2004-07-20 - 13:00
Mazlum-Der yöneticilerini kabulünde gazetecilerin milletvekilleri toplu konut projesiyle ilgili sorularını cevaplayan Bülent Arınç, Başbakan Erdoğan ile aralarında kriz olmadığını söyledi.
Türkiye Büyük Millet Meclisi Başkanı Bülent Arınç, MAZLUM-DER Genel Başkanı Ayhan Bilgen ve Yönetim Kurulu üyelerini kabulünde, gazetecilerin "Başbakan Recep Tayyip Erdoğan'ın milletvekilleri için yapılması düşünülen toplu konut projesi ile ilgili sözleri hakkında ne düşünüyorsunuz? Projeden vazgeçilmesi söz konusu mu?" şeklindeki sorularını yanıtladı.
Bu konuda son kez konuşacağını belirten Arınç bu yöndeki tartışmaları bitirmek istediğini belirterek "Lojmanlardan çıkan milletvekilleri niye lojmana dönsünler" dedi. Bülent Arınç şöyle konuştu:
"Başlıklara baktığımız zaman büyük bir kriz var. Ortalık kördüğüm, millet birbirini yiyor. Yok böyle bir şey. Bir kriz sözcüğü bu kadar çok tüketilir mi? Her şeyden bu kadar çok kriz beklenebilir mi? Kriz yazdığınız zaman kriz olur mu? Hiç ortada bir şey yok.

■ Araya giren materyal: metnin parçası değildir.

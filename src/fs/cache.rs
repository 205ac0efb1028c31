//! Project tree cache.
//!
//! One reader/writer lock guards every cached project. Cache hits take the
//! read lock; everything that touches the filesystem or mutates the map holds
//! the write lock for its whole duration, so all mutations are serialized
//! across projects.

use std::collections::BTreeMap;
use std::path::{Path, PathBuf};

use parking_lot::RwLock;
use tracing::{debug, info};

use crate::error::{AppError, Result};
use crate::fs::builder::{build_top, expand_one_level};
use crate::fs::operations;
use crate::fs::source::{FileSystem, OsFileSystem};
use crate::fs::tree::TreeNode;

/// Which cached projects a save invalidates.
#[derive(Debug, Clone, Copy, Default, PartialEq, Eq)]
pub enum SaveInvalidation {
    /// Every cached root that contains the saved file.
    #[default]
    CachedAncestors,
    /// Only the entry keyed by the saved file's parent directory.
    ParentDir,
}

impl SaveInvalidation {
    /// Parse from a config string. Unknown values fall back to the default.
    pub fn from_str(s: &str) -> Self {
        match s {
            "parent_dir" => SaveInvalidation::ParentDir,
            _ => SaveInvalidation::CachedAncestors,
        }
    }

    pub fn label(&self) -> &'static str {
        match self {
            SaveInvalidation::CachedAncestors => "cached_ancestors",
            SaveInvalidation::ParentDir => "parent_dir",
        }
    }
}

/// Lazily-expanded project trees keyed by project root path.
pub struct TreeCache<F = OsFileSystem> {
    fs: F,
    roots: RwLock<BTreeMap<PathBuf, TreeNode>>,
    save_invalidation: SaveInvalidation,
}

impl TreeCache<OsFileSystem> {
    pub fn new() -> Self {
        Self::with_fs(OsFileSystem)
    }
}

impl Default for TreeCache<OsFileSystem> {
    fn default() -> Self {
        Self::new()
    }
}

impl<F: FileSystem> TreeCache<F> {
    /// Create an empty cache reading through `fs`.
    pub fn with_fs(fs: F) -> Self {
        Self {
            fs,
            roots: RwLock::new(BTreeMap::new()),
            save_invalidation: SaveInvalidation::default(),
        }
    }

    pub fn with_save_invalidation(mut self, policy: SaveInvalidation) -> Self {
        self.save_invalidation = policy;
        self
    }

    pub fn fs(&self) -> &F {
        &self.fs
    }

    pub fn save_invalidation(&self) -> SaveInvalidation {
        self.save_invalidation
    }

    /// Return the cached tree for `project`, building its top level on a miss.
    ///
    /// Hits never touch the filesystem.
    pub fn get_project_tree(&self, project: &Path) -> Result<TreeNode> {
        if let Some(root) = self.roots.read().get(project) {
            debug!(project = %project.display(), "tree cache hit");
            return Ok(root.clone());
        }

        let mut roots = self.roots.write();
        // Another caller may have built it while we waited for the write lock.
        if let Some(root) = roots.get(project) {
            debug!(project = %project.display(), "tree cache hit after wait");
            return Ok(root.clone());
        }

        let mut root = build_top(&self.fs, project)?;
        root.sort_recursive();
        info!(
            project = %project.display(),
            children = root.children.len(),
            "built project tree"
        );
        roots.insert(project.to_path_buf(), root.clone());
        Ok(root)
    }

    /// Expand the directory at `dir` inside whichever cached tree holds it.
    ///
    /// Already-loaded directories are returned as they are, without a re-scan.
    pub fn load_directory(&self, dir: &Path) -> Result<TreeNode> {
        let mut roots = self.roots.write();
        let node = roots
            .values_mut()
            .find_map(|root| root.find_node_mut(dir))
            .filter(|node| node.is_dir())
            .ok_or_else(|| AppError::not_found("load_directory", dir))?;

        if node.is_loaded {
            debug!(dir = %dir.display(), "directory already loaded");
            return Ok(node.clone());
        }

        node.children = expand_one_level(&self.fs, dir)?;
        node.is_loaded = true;
        node.sort_children();
        debug!(dir = %dir.display(), children = node.children.len(), "expanded directory");
        Ok(node.clone())
    }

    /// Drop the entry for exactly `project`. Returns whether one existed.
    pub fn invalidate(&self, project: &Path) -> bool {
        let removed = self.roots.write().remove(project).is_some();
        if removed {
            info!(project = %project.display(), "invalidated project tree");
        }
        removed
    }

    /// Invalidate after `file` was written. Returns the keys removed.
    pub fn on_file_saved(&self, file: &Path) -> Vec<PathBuf> {
        let mut roots = self.roots.write();
        self.invalidate_for_save(&mut roots, file)
    }

    /// Write `contents` to `file`, then invalidate as [`Self::on_file_saved`].
    ///
    /// The write happens under the cache lock. Nothing is invalidated if it fails.
    pub fn save_file(&self, file: &Path, contents: &str) -> Result<Vec<PathBuf>> {
        let mut roots = self.roots.write();
        operations::write_file(&self.fs, file, contents)?;
        Ok(self.invalidate_for_save(&mut roots, file))
    }

    pub fn is_cached(&self, project: &Path) -> bool {
        self.roots.read().contains_key(project)
    }

    /// Cached project keys in order.
    pub fn cached_roots(&self) -> Vec<PathBuf> {
        self.roots.read().keys().cloned().collect()
    }

    pub fn len(&self) -> usize {
        self.roots.read().len()
    }

    pub fn is_empty(&self) -> bool {
        self.roots.read().is_empty()
    }

    pub fn clear(&self) {
        self.roots.write().clear();
    }

    fn invalidate_for_save(
        &self,
        roots: &mut BTreeMap<PathBuf, TreeNode>,
        file: &Path,
    ) -> Vec<PathBuf> {
        let Some(parent) = file.parent() else {
            return Vec::new();
        };
        let keys: Vec<PathBuf> = match self.save_invalidation {
            SaveInvalidation::ParentDir => roots
                .contains_key(parent)
                .then(|| parent.to_path_buf())
                .into_iter()
                .collect(),
            SaveInvalidation::CachedAncestors => roots
                .keys()
                .filter(|key| parent.starts_with(key))
                .cloned()
                .collect(),
        };
        for key in &keys {
            roots.remove(key);
            info!(
                project = %key.display(),
                file = %file.display(),
                policy = self.save_invalidation.label(),
                "invalidated project tree after save"
            );
        }
        keys
    }
}
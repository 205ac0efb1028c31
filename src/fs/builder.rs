//! One-level tree construction.
//!
//! Neither entry point recurses: directory children come back as unloaded
//! placeholders and are only listed when expanded through the cache.

use std::path::Path;

use tracing::debug;

use crate::error::{AppError, Result};
use crate::fs::source::FileSystem;
use crate::fs::tree::{is_hidden, node_name, sort_siblings, TreeNode};

/// Stat `path` and, if it is a directory, list its immediate children.
///
/// The returned root is loaded and its children are sorted.
pub fn build_top(fs: &dyn FileSystem, path: &Path) -> Result<TreeNode> {
    let meta = fs
        .stat(path)
        .map_err(|e| AppError::io("build_top", path, e))?;
    let mut root = TreeNode::from_meta(node_name(path), path.to_path_buf(), &meta);

    if root.is_dir() {
        root.children = list_children(fs, path, "build_top")?;
        root.is_loaded = true;
    }
    Ok(root)
}

/// List the immediate children of the directory at `path`, sorted.
pub fn expand_one_level(fs: &dyn FileSystem, path: &Path) -> Result<Vec<TreeNode>> {
    list_children(fs, path, "expand_one_level")
}

/// Best-effort listing: hidden entries and entries whose metadata cannot be
/// read are dropped; only a failure to list `path` itself is an error.
fn list_children(fs: &dyn FileSystem, path: &Path, op: &'static str) -> Result<Vec<TreeNode>> {
    let entries = fs.read_dir(path).map_err(|e| AppError::io(op, path, e))?;

    let mut children = Vec::with_capacity(entries.len());
    for entry in entries {
        if is_hidden(&entry.name) {
            continue;
        }
        let child_path = entry.path;
        match entry.meta {
            Ok(meta) => children.push(TreeNode::from_meta(entry.name, child_path, &meta)),
            Err(e) => {
                debug!(path = %child_path.display(), error = %e, "skipping unreadable entry");
            }
        }
    }
    sort_siblings(&mut children);
    Ok(children)
}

'Yani bir kriz olsa da Başbakanla Meclis Başkanı birbirine düşse. Bir kriz olsa da Ak Parti içerisinde bir çalkantı olsa. Bir kriz çıksa da herkes birbirine bir şeyler söylese' bunun gayretinde olanlar var. Fevkalade üzülüyorum. 3-4 tane arkadaş bir bana geliyor, bir Sayın Başbakan'a gidiyor.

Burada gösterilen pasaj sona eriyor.